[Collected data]
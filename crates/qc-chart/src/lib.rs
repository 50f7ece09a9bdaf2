//! Chart-data pipeline
//!
//! Rows flow through the column classifier, the recommendation engine and
//! the series builder; the options builder adds display metadata. All stages
//! are pure functions of their inputs and never fail: unusable input
//! degrades to `None` and the caller picks the affordance.

pub mod aggregate;
pub mod classify;
pub mod colors;
pub mod options;
pub mod recommend;
pub mod render;
pub mod series;
pub mod session;

// Re-exports
pub use aggregate::{aggregate_categories, CategoryTotal};
pub use classify::{classify_columns, ColumnClassification, ColumnKind};
pub use options::{build_options, ChartOptions, LegendPosition, ScaleKind};
pub use recommend::{recommend, Recommendation};
pub use render::RenderPayload;
pub use series::{build_series, Label, Series};
pub use session::{is_chartable, ChartSession, ChartStatus};
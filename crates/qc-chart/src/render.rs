//! Envelope handed to the rendering surface

use serde::Serialize;

use qc_core::ChartKind;

use crate::options::ChartOptions;
use crate::series::Series;

/// `{ chartType, data, options }` as the renderer consumes it
#[derive(Debug, Clone, PartialEq, Serialize)]
#[serde(rename_all = "camelCase")]
pub struct RenderPayload {
    pub chart_type: ChartKind,
    pub data: serde_json::Value,
    pub options: ChartOptions,
}

impl RenderPayload {
    /// Wrap a finished series. Nothing is drawn for kind `none`.
    pub fn new(kind: ChartKind, series: &Series, options: ChartOptions) -> Option<Self> {
        if kind.is_none() {
            return None;
        }
        Some(Self {
            chart_type: kind,
            data: series.to_chart_data(),
            options,
        })
    }
}
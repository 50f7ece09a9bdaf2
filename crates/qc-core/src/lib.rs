//! Core functionality for the query charting client
//!
//! This crate provides the row model, selection types, service payloads
//! and the shared application state used by the other crates.

pub mod events;
pub mod payload;
pub mod selection;
pub mod state;
pub mod value;

use thiserror::Error;

// Re-export commonly used types
pub use events::{EventBus, Event, EventHandler, handler_from_fn};
pub use payload::{QueryRequest, QueryResponse, ServiceErrorBody, UploadReceipt};
pub use selection::{AxisSelection, ChartKind};
pub use state::{AppState, QueryTicket};
pub use value::{format_number, Row, RowCollection, Value};

/// Errors raised at the edges of the core model
#[derive(Error, Debug, Clone, PartialEq)]
pub enum CoreError {
    #[error("Unknown chart type '{0}' (expected bar, line, pie, scatter or none)")]
    UnknownChartKind(String),
}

Aim of the task: In the lines above, find the word "Self" and copy each line that contains it.

Finished exercise:
    pub fn new(kind: ChartKind, series: &Series, options: ChartOptions) -> Option<Self> {
        Some(Self {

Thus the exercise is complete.